Imagine ser um adolescente em 1964 e ir com os amigos ao cinema assistir um filme de terror do Zé do Caixão. Eu não conseguia parar de pensar nisso quando, na última semana, fui até a Cinemateca de Curitiba para assistir À Meia Noite Levarei Sua Alma, na mostra de cinema brasileiro que está rolando por lá. O filme é uma piração. José Mojica Marins, diretor e mestre do cinema trash brasileiro, não estava nem aí para nada. É sangue, blasfêmia, conversa com os mortos e bruxaria, na época em que não dava nem para escapar de ir com a família à missa de domingo. Estética perfeita da fotografia ao figurino, diálogos cheios de sarcasmo que ficam grudados na cabeça. Tudo isso explorando o que o que as superstições das cidades do interior tem de melhor. Genial. E talvez você acredite que escolher À Meia Noite Levarei Sua Alma para a coluna desta semana seja meio clichê. Mas assim como Zé do Caixão, não vamos dar muita bola para as crenças.

 

Para os desavisados, a história é a seguinte: em uma cidadezinha no interior de São Paulo, Zé do Caixão é um coveiro cético que só se importa com uma coisa – ter um filho que leve sua linhagem de sangue à diante. Como sua esposa, Lenita (Valéria Vasquez) não pode engravidar, Zé decide em encontrar a mulher perfeita para gerar seu filho. O coveiro então, se torna obcecado por Terezinha (Magda Mei), namorada de seu melhor amigo, Antonio (Nivaldo de Lima). Quando seu plano não sai como esperado, Zé se torna perseguido pelo espírito de Terezinha, que deseja voltar ao mundo dos mortos para levar sua alma.

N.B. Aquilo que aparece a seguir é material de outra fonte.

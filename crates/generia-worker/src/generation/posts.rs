// Copyright (C) 2025 The Generia Authors
// SPDX-License-Identifier: AGPL-3.0-or-later
//! AI post generation.
//!
//! Authors are assigned round-robin over the world's AI users in creation
//! order, so `count` posts spread as evenly as possible.

use generia_core::{NewAiPost, TaskType};
use rand::seq::SliceRandom;
use rand::{Rng, RngCore};

use super::{
    EntityGenerator, GeneratedEntity, GenerationContext, GenerationError, GenerationStrategy,
    random_id, random_window,
};

const CAPTION_TEMPLATES: [&str; 10] = [
    "Just another day in {}",
    "Can't believe I'm seeing {} right now",
    "This is what {} looks like up close",
    "Amazing view of {} today",
    "Exploring {} with friends",
    "Found this hidden spot in {}",
    "The beauty of {} never ceases to amaze me",
    "First time visiting {}",
    "What do you think about {}?",
    "My favorite part of {}",
];

const IMAGE_TEMPLATES: [&str; 5] = [
    "A photo of {}, detailed, realistic",
    "High quality image of {}, 4K, detailed",
    "Cinematic view of {}, dramatic lighting",
    "Wide angle shot of {}, photorealistic",
    "Detailed scene from {}, professional photography",
];

const SUBJECT_WORDS: usize = 3;
const MAX_HASHTAGS: usize = 4;

/// Generates AI posts authored by existing AI users.
#[derive(Debug, Clone, Copy, Default)]
pub struct PostStrategy;

impl GenerationStrategy for PostStrategy {
    fn task_type(&self) -> TaskType {
        TaskType::Posts
    }

    fn requires_authors(&self) -> bool {
        true
    }

    fn start(
        &self,
        ctx: &GenerationContext<'_>,
    ) -> Result<Box<dyn EntityGenerator>, GenerationError> {
        if ctx.authors.is_empty() {
            return Err(GenerationError::NoAuthors {
                world_id: ctx.world_id.to_string(),
            });
        }

        Ok(Box::new(PostGenerator {
            world_id: ctx.world_id.to_string(),
            prompt: ctx.prompt.to_string(),
            hashtag_words: hashtag_words(ctx.prompt),
            authors: ctx.authors.to_vec(),
            next_author: 0,
            remaining: ctx.count,
        }))
    }

    fn completion_message(&self, generated: usize) -> String {
        format!("Generated {} AI posts", generated)
    }
}

struct PostGenerator {
    world_id: String,
    prompt: String,
    hashtag_words: Vec<String>,
    authors: Vec<String>,
    next_author: usize,
    remaining: usize,
}

impl PostGenerator {
    fn caption(&self, rng: &mut dyn RngCore) -> String {
        let words: Vec<&str> = self.prompt.split_whitespace().collect();
        let subject =
            random_window(&words, SUBJECT_WORDS, rng).unwrap_or_else(|| self.prompt.clone());
        let template = CAPTION_TEMPLATES.choose(rng).copied().unwrap_or("{}");
        let mut caption = template.replacen("{}", &subject, 1);

        // 4 in 10 captions get hashtags.
        if rng.gen_range(0..10) > 5 && !self.hashtag_words.is_empty() {
            let wanted = rng.gen_range(1..=MAX_HASHTAGS);
            let tags: Vec<String> = self
                .hashtag_words
                .choose_multiple(rng, wanted)
                .map(|w| format!("#{}", w))
                .collect();
            caption.push_str("\n\n");
            caption.push_str(&tags.join(" "));
        }
        caption
    }

    fn image_prompt(&self, rng: &mut dyn RngCore) -> String {
        let template = IMAGE_TEMPLATES.choose(rng).copied().unwrap_or("{}");
        template.replacen("{}", &self.prompt, 1)
    }
}

impl EntityGenerator for PostGenerator {
    fn next_entity(&mut self, rng: &mut dyn RngCore) -> Option<GeneratedEntity> {
        if self.remaining == 0 {
            return None;
        }
        self.remaining -= 1;

        let user_id = self.authors[self.next_author % self.authors.len()].clone();
        self.next_author += 1;

        let id = random_id(rng);
        let media_id = format!("placeholder-{}", &id[..8]);
        let caption = self.caption(rng);
        let image_prompt = self.image_prompt(rng);

        Some(GeneratedEntity::Post(NewAiPost {
            id,
            world_id: self.world_id.clone(),
            user_id,
            caption,
            media_id,
            image_prompt,
        }))
    }

    fn remaining(&self) -> usize {
        self.remaining
    }
}

/// Distinct lowercased prompt words longer than three characters, with
/// punctuation stripped, in first-seen order.
fn hashtag_words(prompt: &str) -> Vec<String> {
    let mut words: Vec<String> = Vec::new();
    for raw in prompt.split_whitespace() {
        let word: String = raw
            .chars()
            .filter(|c| c.is_alphanumeric())
            .flat_map(char::to_lowercase)
            .collect();
        if word.chars().count() > 3 && !words.contains(&word) {
            words.push(word);
        }
    }
    words
}

#[cfg(test)]
mod tests {
    use super::*;
    use rand::SeedableRng;
    use rand::rngs::StdRng;

    fn posts(prompt: &str, count: usize, authors: &[String], seed: u64) -> Vec<NewAiPost> {
        let ctx = GenerationContext {
            world_id: "world-1",
            prompt,
            count,
            authors,
        };
        PostStrategy
            .generate(&ctx, &mut StdRng::seed_from_u64(seed))
            .unwrap()
            .into_iter()
            .map(|e| match e {
                GeneratedEntity::Post(p) => p,
                other => panic!("expected post, got {other:?}"),
            })
            .collect()
    }

    fn authors(n: usize) -> Vec<String> {
        (0..n).map(|i| format!("user-{i}")).collect()
    }

    #[test]
    fn test_fails_fast_without_authors() {
        let ctx = GenerationContext {
            world_id: "world-9",
            prompt: "p",
            count: 5,
            authors: &[],
        };
        let err = PostStrategy.start(&ctx).err().unwrap();
        assert_eq!(
            err,
            GenerationError::NoAuthors {
                world_id: "world-9".to_string()
            }
        );
        assert_eq!(err.to_string(), "No AI users found for world world-9");
    }

    #[test]
    fn test_round_robin_authors() {
        let authors = authors(3);
        let batch = posts("a b", 7, &authors, 1);
        let assigned: Vec<&str> = batch.iter().map(|p| p.user_id.as_str()).collect();
        assert_eq!(
            assigned,
            vec!["user-0", "user-1", "user-2", "user-0", "user-1", "user-2", "user-0"]
        );
    }

    #[test]
    fn test_media_placeholder_uses_post_id_prefix() {
        for post in posts("p", 5, &authors(1), 2) {
            assert_eq!(post.media_id, format!("placeholder-{}", &post.id[..8]));
        }
    }

    #[test]
    fn test_caption_subject_and_hashtags() {
        let prompt = "Glowing mushrooms, ancient ruins and a silver river";
        let batch = posts(prompt, 100, &authors(2), 3);
        let allowed_tags = hashtag_words(prompt);

        let mut with_tags = 0;
        for post in &batch {
            let (body, tags) = match post.caption.split_once("\n\n") {
                Some((body, tags)) => (body, Some(tags)),
                None => (post.caption.as_str(), None),
            };
            assert!(
                CAPTION_TEMPLATES.iter().any(|t| {
                    let (head, tail) = t.split_once("{}").unwrap();
                    body.starts_with(head) && body.ends_with(tail)
                }),
                "caption does not match a template: {body}"
            );
            if let Some(tags) = tags {
                with_tags += 1;
                let tags: Vec<&str> = tags.split(' ').collect();
                assert!((1..=MAX_HASHTAGS).contains(&tags.len()));
                for tag in tags {
                    let word = tag.strip_prefix('#').unwrap();
                    assert!(allowed_tags.iter().any(|w| w == word), "unexpected tag {tag}");
                }
            }
        }
        assert!(with_tags > 0 && with_tags < batch.len());
    }

    #[test]
    fn test_short_prompt_is_whole_subject() {
        for post in posts("tiny moon", 10, &authors(1), 4) {
            let body = post.caption.split("\n\n").next().unwrap();
            assert!(body.contains("tiny moon"));
        }
    }

    #[test]
    fn test_image_prompt_from_template() {
        for post in posts("deep sea city", 10, &authors(1), 5) {
            assert!(
                IMAGE_TEMPLATES
                    .iter()
                    .any(|t| post.image_prompt == t.replacen("{}", "deep sea city", 1))
            );
        }
    }

    #[test]
    fn test_hashtag_words() {
        assert_eq!(
            hashtag_words("The Neon-lit city, of DREAMS and neon"),
            vec!["neonlit", "city", "dreams", "neon"]
        );
        assert!(hashtag_words("a an the").is_empty());
    }
}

Logo na primeira cena, conhecemos Zé do Caixão, no cemitério andando entre os túmulos, vestido de preto, com sua cartola e capa – figura que logo se tornaria um ícone da cultura brasileira, com sua personalidade original e imprevisível, sempre de saco cheio das crendices populares. E não é só mais uma personagem do terror no estilo Drácula sempre com cara de mau. O cara tem pose mas também tem ótimo senso de humor. Depois de chegar do trabalho, assiste a procissão de Sexta-Feira Santa comendo carne na janela, dando risada do padre e dos fiéis. A atitude ainda rende o diálogo maravilhoso entre Zé e sua esposa:

 

– Cuidado, Zé, hoje o diabo tenta.
– Se eu o encontrar, vou convidá-lo para jantar.

 

Zé do Caixão não tem medo de nada e coloca medo em todo mundo. Por onde passa, deixa o rastro da violência que pratica por puro cinismo, como mostra sua característica risada maléfica. As cenas de morte, espancamentos e mutilações são gravadas no maior estilo baixo orçamento. Mas apesar da grana da produção ter sido curta, a forma com que José Mojica encontra de gravar esses takes mais gráficos é super inteligente. Cortes nos lugares certos, atenção ao enquadramento e muita confiança nas atuações e trilha sonora. É neste ponto que percebemos como o diretor sacou o cinema de terror logo de primeira. O que dá medo não é só o que aparece na tela, mas o quanto sua mente viaja a partir do que os olhos veem. Essa é, na verdade, a lógica da própria crença no sobrenatural, usada a favor do filme.

 

Zé do Caixão também é arte. As maquiagens, roupas e cenários constroem um mundo na maior pegada gótico clássico à moda brasileira. É a cena de Lenita à luz de velas sendo torturada com uma aranha, mas também é o escudo do Santos Futebol Clube pendurado na parede. Além disso, o filme tem um forte apelo erótico. Inclusive, o diretor não abandonou o sexo e a nudez em suas produções dos anos 70, ignorando total a censura. Após o sucesso de À Meia Noite Levarei Sua Alma, Mojica lançou as sequências Esta Noite Encarnarei no Teu Cadáver, de 1966, e Encarnação do Demônio, que só saiu em 2008. Neste meio tempo, uns filmes malucos entraram para a lista da filmografia do Zé do Caixão. Em O Ritual dos Sádicos (1969), um cientista faz um experimento com LSD em quatro voluntários para que eles enxerguem o Zé do Caixão. Doideira.

 

Na Cinemateca, lembro que virei para o lado e comentei com meu amigo que o filme parecia uma daquelas histórias que nossas avós contavam sobre almas penadas quando a gente era criança. Nostálgico, mas sem perder o apelo com as novas gerações. Além de poder reviver as cenas memoráveis do vilão mais assustador do cinema nacional, como o frame dos olhos com veias dilatadas coveiro quando está prestes a matar, a produção conquista nos detalhes, como quando logo no começo, uma bruxa alerta sobre os perigos de ver o filme, em uma quebra da quarta parede que com certeza só foi possível com um feitiço. Tirando sarro da morte, da caretice da sociedade, do espectador e do próprio diretor-protagonista, À Meia Noite Levarei Sua Alma é um daqueles filmes de se ver mil vezes e gostar toda vez. Clássico dos clássicos do gênero trash.